Naylor parle d'une voix calme et posée, ce qui est assez étonnant pour quelqu'un qui qualifie régulièrement l'Amérique «d'empire maléfique». Il a 73 ans et fait un bon mètre quatre-vingt douze; ses cheveux blancs mi-longs lui donnent des airs de père fondateur. Il était professeur d'économie à l'Université de Duke; il a décidé de s'établir dans le Vermont en 1993, après avoir regardé un épisode d'«Oprah» ayant pour thème «simplifiez votre vie!» (l'un des invités était parti pour le Vermont afin d'un ouvrir une auberge de campagne).

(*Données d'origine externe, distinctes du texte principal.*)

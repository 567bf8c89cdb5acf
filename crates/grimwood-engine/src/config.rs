//! Session configuration.
//!
//! Every section derives serde with `#[serde(default)]`, so a JSON file only
//! has to name the values it changes:
//!
//! ```
//! use grimwood_engine::config::GameConfig;
//!
//! let config = GameConfig::from_json_str(r#"{ "spawn": { "seed": 7 } }"#).unwrap();
//! assert_eq!(config.spawn.seed, 7);
//! assert_eq!(config.combat.force_threshold, 500.0);
//! ```

use std::path::Path;

use grimwood_ecs::time::TimeConfig;
use serde::{Deserialize, Serialize};

use crate::error::GameError;

/// Top-level configuration.
#[derive(Debug, Clone, PartialEq, Default, Serialize, Deserialize)]
#[serde(default)]
pub struct GameConfig {
    pub time: TimeConfig,
    pub physics: PhysicsConfig,
    pub combat: CombatConfig,
    pub spawn: SpawnConfig,
    pub enemy: EnemyConfig,
}

impl GameConfig {
    /// Parse and [`validate`](Self::validate) a JSON document.
    pub fn from_json_str(json: &str) -> Result<Self, GameError> {
        let config: Self = serde_json::from_str(json)?;
        config.validate()?;
        Ok(config)
    }

    /// Read and parse a JSON file.
    pub fn from_path(path: impl AsRef<Path>) -> Result<Self, GameError> {
        let path = path.as_ref();
        let json = std::fs::read_to_string(path).map_err(|source| GameError::Io {
            path: path.to_path_buf(),
            source,
        })?;
        Self::from_json_str(&json)
    }

    /// Reject values the clock or the damage formulas cannot work with.
    pub fn validate(&self) -> Result<(), GameError> {
        positive("time.fixed_dt", self.time.fixed_dt)?;
        positive("time.max_frame_delta", self.time.max_frame_delta)?;
        if self.time.max_updates_per_frame == 0 {
            return Err(GameError::InvalidConfig {
                field: "time.max_updates_per_frame",
                reason: "must be at least 1",
            });
        }
        positive("combat.force_damage_divisor", self.combat.force_damage_divisor)?;
        non_negative("combat.corpse_lifetime", self.combat.corpse_lifetime)?;
        non_negative("combat.bullet_lifetime", self.combat.bullet_lifetime)?;
        if !(0.0..=1.0).contains(&self.spawn.chance) {
            return Err(GameError::InvalidConfig {
                field: "spawn.chance",
                reason: "must be within 0..=1",
            });
        }
        Ok(())
    }
}

fn positive(field: &'static str, value: f64) -> Result<(), GameError> {
    if value > 0.0 && value.is_finite() {
        Ok(())
    } else {
        Err(GameError::InvalidConfig {
            field,
            reason: "must be positive and finite",
        })
    }
}

fn non_negative(field: &'static str, value: f64) -> Result<(), GameError> {
    if value >= 0.0 && value.is_finite() {
        Ok(())
    } else {
        Err(GameError::InvalidConfig {
            field,
            reason: "must be zero or more and finite",
        })
    }
}

#[derive(Debug, Clone, PartialEq, Serialize, Deserialize)]
#[serde(default)]
pub struct PhysicsConfig {
    pub gravity: [f64; 3],
}

impl Default for PhysicsConfig {
    fn default() -> Self {
        Self {
            gravity: [0.0, -9.81, 0.0],
        }
    }
}

/// Damage and death tuning.
#[derive(Debug, Clone, PartialEq, Serialize, Deserialize)]
#[serde(default)]
pub struct CombatConfig {
    /// Contact force below which a melee hit is ignored.
    pub force_threshold: f64,
    /// Melee damage is `weapon.damage * force / force_damage_divisor`.
    pub force_damage_divisor: f64,
    /// Damage of one enemy attack contact.
    pub attack_damage: f64,
    /// Player health under which the heartbeat loop starts.
    pub low_health_threshold: f64,
    /// Seconds a dead character stays in the world.
    pub corpse_lifetime: f64,
    /// Seconds a bullet lives when nothing is hit.
    pub bullet_lifetime: f64,
    pub player_health: f64,
}

impl Default for CombatConfig {
    fn default() -> Self {
        Self {
            force_threshold: 500.0,
            force_damage_divisor: 100_000.0,
            attack_damage: 1.0,
            low_health_threshold: 15.0,
            corpse_lifetime: 10.0,
            bullet_lifetime: 3.0,
            player_health: 100.0,
        }
    }
}

/// Random enemy spawning.
#[derive(Debug, Clone, PartialEq, Serialize, Deserialize)]
#[serde(default)]
pub struct SpawnConfig {
    pub seed: u64,
    /// Probability of a spawn on each tick.
    pub chance: f64,
    /// No spawns while this many enemies are alive. Zero disables spawning.
    pub max_enemies: usize,
    /// Candidate spawn positions. One is picked at random per spawn.
    pub points: Vec<[f64; 3]>,
    pub enemy_health: f64,
}

impl Default for SpawnConfig {
    fn default() -> Self {
        Self {
            seed: 0x5eed,
            chance: 0.002,
            max_enemies: 8,
            points: vec![[0.0, 9.0, 0.0]],
            enemy_health: 30.0,
        }
    }
}

/// Enemy locomotion.
#[derive(Debug, Clone, PartialEq, Serialize, Deserialize)]
#[serde(default)]
pub struct EnemyConfig {
    /// Units per second in `ChaseWalk`.
    pub walk_speed: f64,
    /// Units per second in `ChaseRun`.
    pub run_speed: f64,
    /// Distance at which a chasing enemy starts attacking.
    pub attack_range: f64,
}

impl Default for EnemyConfig {
    fn default() -> Self {
        Self {
            walk_speed: 2.0,
            run_speed: 7.0,
            attack_range: 1.5,
        }
    }
}

#[cfg(test)]
mod tests {
    use super::*;

    #[test]
    fn empty_document_is_default() {
        assert_eq!(GameConfig::from_json_str("{}").unwrap(), GameConfig::default());
    }

    #[test]
    fn nested_override() {
        let config = GameConfig::from_json_str(
            r#"{ "time": { "max_updates_per_frame": 2 }, "enemy": { "run_speed": 9.0 } }"#,
        )
        .unwrap();
        assert_eq!(config.time.max_updates_per_frame, 2);
        assert_eq!(config.enemy.run_speed, 9.0);
        assert_eq!(config.enemy.walk_speed, 2.0);
    }

    #[test]
    fn malformed_json_is_an_error() {
        assert!(matches!(
            GameConfig::from_json_str("{ nope"),
            Err(GameError::Json(_))
        ));
    }

    #[test]
    fn zero_time_step_is_rejected() {
        let err = GameConfig::from_json_str(r#"{ "time": { "fixed_dt": 0.0 } }"#).unwrap_err();
        assert!(matches!(
            err,
            GameError::InvalidConfig {
                field: "time.fixed_dt",
                ..
            }
        ));
    }

    #[test]
    fn unusable_values_are_rejected() {
        for json in [
            r#"{ "time": { "max_frame_delta": -1.0 } }"#,
            r#"{ "time": { "max_updates_per_frame": 0 } }"#,
            r#"{ "combat": { "force_damage_divisor": 0.0 } }"#,
            r#"{ "combat": { "corpse_lifetime": -5.0 } }"#,
            r#"{ "spawn": { "chance": 1.5 } }"#,
        ] {
            let result = GameConfig::from_json_str(json);
            assert!(matches!(result, Err(GameError::InvalidConfig { .. })), "{json} was accepted");
        }
    }

    #[test]
    fn default_is_valid() {
        assert!(GameConfig::default().validate().is_ok());
    }

    #[test]
    fn missing_file_is_an_io_error() {
        let err = GameConfig::from_path("/definitely/not/here.json").unwrap_err();
        assert!(matches!(err, GameError::Io { .. }));
    }
}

Dans «Secession : How Vermont and All the Other States Can Save Themselves From The Empire» [Sécession : Comment le Vermont et tous les autres Etats peuvent échapper aux griffes de l'empire], Naylor écrit que la civilisation américaine «encourage le consumérisme, la technomanie, l'e-manie, la mégalomanie, la robotisation, la mondialisation et l'impérialisme». La «Seconde République du Vermont» veut dissoudre l'union sans violence, et souhaite que le Vermont regagne l'indépendance qu'il avait (brièvement) acquise à la fin du 18ème Siècle. Selon Naylor, la création d'un Vermont libre ou d'une «Novacadia» (une union sécessionniste composée du Maine, du New Hampshire et des quatre provinces canadiennes de l'Atlantique) indépendante serait chargée d'une telle force symbolique que des régions entières seraient bientôt tentées par le séparatisme. Quant aux célèbres glaciers Ben and Jerry's, «leur secteur d'activité, ce n'est pas la crème glacée, dit-il ; leur secteur, c'est le Vermont. Idem pour nous: notre secteur d'activité, c'est le Vermont.»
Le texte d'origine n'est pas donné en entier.